PROBLEM TO SOLVE. Extract each line from the entries below that has the string "mpsc" in it.

Segment Start: THE RECORDS

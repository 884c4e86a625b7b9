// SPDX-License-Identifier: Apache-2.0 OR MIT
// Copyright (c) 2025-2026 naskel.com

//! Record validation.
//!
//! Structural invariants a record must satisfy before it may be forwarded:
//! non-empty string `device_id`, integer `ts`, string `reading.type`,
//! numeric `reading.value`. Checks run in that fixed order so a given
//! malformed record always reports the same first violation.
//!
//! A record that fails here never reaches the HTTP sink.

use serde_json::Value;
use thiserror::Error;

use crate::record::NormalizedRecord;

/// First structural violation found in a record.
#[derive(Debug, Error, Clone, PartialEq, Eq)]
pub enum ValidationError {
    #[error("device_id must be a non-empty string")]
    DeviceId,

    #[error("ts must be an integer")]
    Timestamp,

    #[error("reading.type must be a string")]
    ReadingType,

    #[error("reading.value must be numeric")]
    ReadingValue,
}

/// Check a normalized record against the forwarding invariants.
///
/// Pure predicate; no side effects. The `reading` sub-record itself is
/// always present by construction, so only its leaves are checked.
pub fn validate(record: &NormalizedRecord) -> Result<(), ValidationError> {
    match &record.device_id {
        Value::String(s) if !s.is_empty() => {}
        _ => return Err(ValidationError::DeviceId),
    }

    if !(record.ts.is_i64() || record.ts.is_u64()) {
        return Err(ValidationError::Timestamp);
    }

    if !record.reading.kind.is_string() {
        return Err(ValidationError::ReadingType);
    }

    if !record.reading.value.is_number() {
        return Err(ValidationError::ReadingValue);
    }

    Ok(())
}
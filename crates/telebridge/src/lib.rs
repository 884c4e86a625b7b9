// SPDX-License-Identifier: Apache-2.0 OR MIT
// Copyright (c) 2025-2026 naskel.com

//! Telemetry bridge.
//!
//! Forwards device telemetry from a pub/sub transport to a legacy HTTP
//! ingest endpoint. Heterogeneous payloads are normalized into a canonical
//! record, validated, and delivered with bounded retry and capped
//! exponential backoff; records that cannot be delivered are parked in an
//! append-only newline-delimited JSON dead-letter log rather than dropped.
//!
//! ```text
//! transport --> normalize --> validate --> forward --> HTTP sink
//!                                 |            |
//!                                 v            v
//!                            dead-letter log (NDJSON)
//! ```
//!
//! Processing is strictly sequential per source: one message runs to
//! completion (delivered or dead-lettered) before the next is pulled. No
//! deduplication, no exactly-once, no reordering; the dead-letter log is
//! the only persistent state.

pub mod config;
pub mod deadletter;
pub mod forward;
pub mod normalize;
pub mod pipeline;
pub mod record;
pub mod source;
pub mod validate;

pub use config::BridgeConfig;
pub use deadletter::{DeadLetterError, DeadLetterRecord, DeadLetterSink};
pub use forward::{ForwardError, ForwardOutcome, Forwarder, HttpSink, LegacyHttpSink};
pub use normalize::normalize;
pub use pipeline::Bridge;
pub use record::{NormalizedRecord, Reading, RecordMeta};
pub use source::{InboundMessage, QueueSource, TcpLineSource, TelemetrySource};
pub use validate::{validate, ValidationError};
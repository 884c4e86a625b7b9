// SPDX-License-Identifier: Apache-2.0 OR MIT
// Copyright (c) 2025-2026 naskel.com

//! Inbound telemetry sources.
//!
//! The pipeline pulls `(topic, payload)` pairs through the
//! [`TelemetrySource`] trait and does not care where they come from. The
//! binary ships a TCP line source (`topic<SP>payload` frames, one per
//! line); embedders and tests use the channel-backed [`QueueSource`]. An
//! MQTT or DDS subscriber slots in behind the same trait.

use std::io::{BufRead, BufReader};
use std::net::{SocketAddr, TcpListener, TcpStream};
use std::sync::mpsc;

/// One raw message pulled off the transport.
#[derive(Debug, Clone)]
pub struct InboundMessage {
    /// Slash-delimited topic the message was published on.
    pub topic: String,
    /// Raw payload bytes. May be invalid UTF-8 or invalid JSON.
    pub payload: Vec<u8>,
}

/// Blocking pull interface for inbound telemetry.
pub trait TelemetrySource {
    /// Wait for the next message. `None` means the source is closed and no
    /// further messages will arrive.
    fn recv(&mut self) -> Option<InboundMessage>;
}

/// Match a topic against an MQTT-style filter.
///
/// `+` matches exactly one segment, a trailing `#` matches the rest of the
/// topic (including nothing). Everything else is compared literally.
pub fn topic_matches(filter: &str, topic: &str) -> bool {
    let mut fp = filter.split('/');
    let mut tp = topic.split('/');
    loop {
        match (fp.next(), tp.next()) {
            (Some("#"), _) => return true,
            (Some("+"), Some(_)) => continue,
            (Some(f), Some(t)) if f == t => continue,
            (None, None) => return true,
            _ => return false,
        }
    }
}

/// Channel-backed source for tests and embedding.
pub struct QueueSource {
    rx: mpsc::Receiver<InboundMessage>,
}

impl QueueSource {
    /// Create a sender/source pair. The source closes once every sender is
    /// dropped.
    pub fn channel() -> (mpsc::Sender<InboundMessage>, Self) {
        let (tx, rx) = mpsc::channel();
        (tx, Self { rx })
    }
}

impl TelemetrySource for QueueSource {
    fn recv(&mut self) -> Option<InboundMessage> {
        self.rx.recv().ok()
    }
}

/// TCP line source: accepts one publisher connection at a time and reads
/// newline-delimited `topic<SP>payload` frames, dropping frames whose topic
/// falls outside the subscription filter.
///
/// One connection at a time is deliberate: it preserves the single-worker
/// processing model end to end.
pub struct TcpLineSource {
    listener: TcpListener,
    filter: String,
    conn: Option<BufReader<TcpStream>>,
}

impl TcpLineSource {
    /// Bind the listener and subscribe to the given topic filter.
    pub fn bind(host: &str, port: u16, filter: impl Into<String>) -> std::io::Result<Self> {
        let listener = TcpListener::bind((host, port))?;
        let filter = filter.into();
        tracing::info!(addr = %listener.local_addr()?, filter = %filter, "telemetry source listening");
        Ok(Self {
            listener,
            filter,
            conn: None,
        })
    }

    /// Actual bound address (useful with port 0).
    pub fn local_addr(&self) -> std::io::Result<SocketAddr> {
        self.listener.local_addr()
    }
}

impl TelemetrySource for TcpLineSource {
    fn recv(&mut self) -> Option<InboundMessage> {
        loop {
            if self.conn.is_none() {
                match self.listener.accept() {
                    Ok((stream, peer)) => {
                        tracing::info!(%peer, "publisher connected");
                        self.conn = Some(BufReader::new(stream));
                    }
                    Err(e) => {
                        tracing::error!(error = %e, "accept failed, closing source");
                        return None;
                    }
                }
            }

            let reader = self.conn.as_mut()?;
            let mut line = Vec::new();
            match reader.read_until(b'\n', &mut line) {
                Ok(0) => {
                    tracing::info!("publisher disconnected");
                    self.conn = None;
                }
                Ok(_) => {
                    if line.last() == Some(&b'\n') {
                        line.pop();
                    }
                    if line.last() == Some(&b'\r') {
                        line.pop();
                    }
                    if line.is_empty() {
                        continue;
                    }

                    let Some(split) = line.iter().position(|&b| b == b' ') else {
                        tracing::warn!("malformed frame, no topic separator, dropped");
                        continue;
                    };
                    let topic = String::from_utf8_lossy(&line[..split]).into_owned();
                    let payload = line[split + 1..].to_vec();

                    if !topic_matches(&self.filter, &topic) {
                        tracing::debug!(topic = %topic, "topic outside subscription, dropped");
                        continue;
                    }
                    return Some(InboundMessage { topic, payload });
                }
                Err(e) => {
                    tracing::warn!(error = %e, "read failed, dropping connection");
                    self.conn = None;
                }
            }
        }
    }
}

Segment End: THE RECORDS
Segment Start: THE RECORDS

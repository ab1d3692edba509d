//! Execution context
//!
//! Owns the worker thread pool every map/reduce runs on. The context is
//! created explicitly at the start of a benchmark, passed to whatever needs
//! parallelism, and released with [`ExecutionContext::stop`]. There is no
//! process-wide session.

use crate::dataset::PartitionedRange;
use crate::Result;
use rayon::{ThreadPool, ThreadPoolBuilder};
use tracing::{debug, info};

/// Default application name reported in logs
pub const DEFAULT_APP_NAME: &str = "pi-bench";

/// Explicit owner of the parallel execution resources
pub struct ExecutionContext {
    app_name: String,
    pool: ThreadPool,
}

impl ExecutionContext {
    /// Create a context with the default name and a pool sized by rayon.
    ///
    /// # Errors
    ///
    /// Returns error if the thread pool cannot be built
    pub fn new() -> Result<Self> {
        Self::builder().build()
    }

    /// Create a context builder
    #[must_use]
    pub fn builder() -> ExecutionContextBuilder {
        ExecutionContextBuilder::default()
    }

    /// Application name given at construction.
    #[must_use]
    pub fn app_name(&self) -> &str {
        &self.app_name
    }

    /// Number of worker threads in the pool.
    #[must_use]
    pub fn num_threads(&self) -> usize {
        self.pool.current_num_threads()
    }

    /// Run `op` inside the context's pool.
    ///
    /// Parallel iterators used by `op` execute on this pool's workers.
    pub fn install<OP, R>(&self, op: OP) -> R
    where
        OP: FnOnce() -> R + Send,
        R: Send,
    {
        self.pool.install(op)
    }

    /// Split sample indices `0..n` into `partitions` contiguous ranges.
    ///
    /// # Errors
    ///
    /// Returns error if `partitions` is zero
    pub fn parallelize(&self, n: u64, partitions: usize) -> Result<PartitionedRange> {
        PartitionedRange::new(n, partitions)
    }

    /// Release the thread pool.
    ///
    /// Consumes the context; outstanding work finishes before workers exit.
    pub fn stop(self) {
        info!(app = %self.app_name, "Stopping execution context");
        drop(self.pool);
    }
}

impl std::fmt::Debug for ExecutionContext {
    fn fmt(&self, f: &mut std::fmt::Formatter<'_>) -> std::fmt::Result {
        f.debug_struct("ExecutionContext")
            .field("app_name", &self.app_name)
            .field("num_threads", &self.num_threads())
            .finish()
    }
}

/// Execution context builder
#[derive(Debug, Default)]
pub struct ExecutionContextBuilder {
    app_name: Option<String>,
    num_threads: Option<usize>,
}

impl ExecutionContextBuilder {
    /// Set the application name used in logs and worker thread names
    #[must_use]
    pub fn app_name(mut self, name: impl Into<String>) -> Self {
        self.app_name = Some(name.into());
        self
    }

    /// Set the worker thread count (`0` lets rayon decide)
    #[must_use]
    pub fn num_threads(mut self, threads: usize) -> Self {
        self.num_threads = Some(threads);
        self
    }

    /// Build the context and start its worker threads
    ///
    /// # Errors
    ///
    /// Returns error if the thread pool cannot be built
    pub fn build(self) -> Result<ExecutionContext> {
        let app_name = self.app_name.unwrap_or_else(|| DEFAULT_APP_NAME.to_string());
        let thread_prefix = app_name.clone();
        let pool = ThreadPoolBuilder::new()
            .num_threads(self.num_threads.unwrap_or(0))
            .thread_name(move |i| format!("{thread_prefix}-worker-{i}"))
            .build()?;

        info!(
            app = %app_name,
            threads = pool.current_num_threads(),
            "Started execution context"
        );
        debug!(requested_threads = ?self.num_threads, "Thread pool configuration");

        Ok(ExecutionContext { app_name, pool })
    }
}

Segment End: THE RECORDS

YOUR SOLUTION.
use std::sync::mpsc;
    rx: mpsc::Receiver<InboundMessage>,
    pub fn channel() -> (mpsc::Sender<InboundMessage>, Self) {
        let (tx, rx) = mpsc::channel();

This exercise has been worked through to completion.